= Entries supplied =
impl<C, D> ScannerBuilder<C, D>
where
    C: Camera + Send + 'static,
    D: Decoder + Send + 'static,
{
    fn new(camera: C, decoder: D) -> Self {
        Self {
            camera,
            decoder,
            capture: CaptureConfig::default(),
            scan: ScanConfig::default(),
            cancel: CancelToken::new(),
            preview: Box::new(HeadlessPreview::new()),
            metrics: None,
            output: None,
            exit_hook: None,
        }
    }

    /// Sets the camera format requested at open.
    pub fn capture_config(mut self, capture: CaptureConfig) -> Self {
        self.capture = capture;
        self
    }

    /// Replaces the whole scan configuration.
    pub fn scan_config(mut self, scan: ScanConfig) -> Self {
        self.scan = scan;
        self
    }

    /// Shorthand for setting only the delivery mode.
    pub fn mode(mut self, mode: DeliveryMode) -> Self {
        self.scan.mode = mode;
        self
    }

    /// Stops the session when `cancel` is cancelled.
    pub fn cancel_token(mut self, cancel: CancelToken) -> Self {
        self.cancel = cancel;
        self
    }

    /// Replaces the headless preview.
    pub fn preview(mut self, preview: Box<dyn PreviewWindow>) -> Self {
        self.preview = preview;
        self
    }

    /// Records activity in `metrics`.
    pub fn metrics(mut self, metrics: MetricsRegistry) -> Self {
        self.metrics = Some(metrics);
        self
    }

    /// Where print-based modes write; stdout by default.
    pub fn output(mut self, output: Box<dyn Write + Send>) -> Self {
        self.output = Some(output);
        self
    }

    /// Replaces the process exit used by exit-on-success mode.
    pub fn exit_hook(mut self, exit: Box<dyn FnMut(i32) + Send>) -> Self {
        self.exit_hook = Some(exit);
        self
    }

    /// Opens the camera and starts scanning in the background.
    ///
    /// Fails immediately if the camera cannot be opened. A preview that
    /// fails to show is logged and ignored.
    pub fn start(self) -> Result<QrScanner, ScanError> {
        let Self {
            camera,
            decoder,
            capture,
            scan,
            cancel,
            mut preview,
            metrics,
            output,
            exit_hook,
        } = self;

        capture.validate()?;
        scan.validate()?;

        let camera = SharedCamera::new(camera);
        camera.open(&capture)?;

        let mut shown = false;
        if scan.preview {
            match preview.show(&camera, &scan.preview_title) {
                Ok(()) => shown = true,
                Err(e) => tracing::warn!(error = %e, "Preview unavailable, scanning without it"),
            }
        }

        let mode = scan.mode;
        let label = scan.label.clone();
        let console = move || match output {
            Some(out) => ConsoleSink::with_writer(label, out),
            None => ConsoleSink::new(label),
        };
        let slot = (mode == DeliveryMode::Handoff).then(|| Arc::new(HandoffSlot::new()));
        let sink: Box<dyn ResultSink> = match (&slot, mode) {
            (Some(slot), _) => {
                Box::new(HandoffSink::new(Arc::clone(slot)).cancelled_by(cancel.clone()))
            }
            (None, DeliveryMode::ExitOnSuccess) => match exit_hook {
                Some(exit) => Box::new(ExitSink::with_exit_hook(console(), camera.clone(), exit)),
                None => Box::new(ExitSink::new(console(), camera.clone())),
            },
            (None, _) => Box::new(console()),
        };

        let mut scan_loop = ScanLoop::new(camera.clone(), decoder, sink, cancel, scan);
        if let Some(metrics) = &metrics {
            metrics.record_session_started();
            scan_loop = scan_loop.with_metrics(metrics.clone());
        }

        let session = match ScanSession::spawn(scan_loop, slot.clone()) {
            Ok(session) => session,
            Err(e) => {
                camera.close();
                return Err(e);
            }
        };
        tracing::info!(mode = %mode, "Scanner started");

        Ok(QrScanner {
            camera,
            session: Some(session),
            slot,
            preview: shown.then_some(preview),
            mode,
        })
    }
}
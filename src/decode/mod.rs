//! QR code decoding.
//!
//! The scan loop only sees the [`Decoder`] trait. [`RqrrDecoder`] does the
//! real work; [`MockDecoder`] drives tests and the demo mode.

mod decoder;
mod qr;
mod result;

pub use decoder::{Decoder, MockDecoder, MOCK_ATTEMPT_HISTORY};
pub use qr::RqrrDecoder;
pub use result::DecodedResult;

#[cfg(test)]
pub(crate) use qr::testing;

= Brief =
Count the lines in the records above that contain the word "match", and reply with only that number.

= Solution to the exercise =
5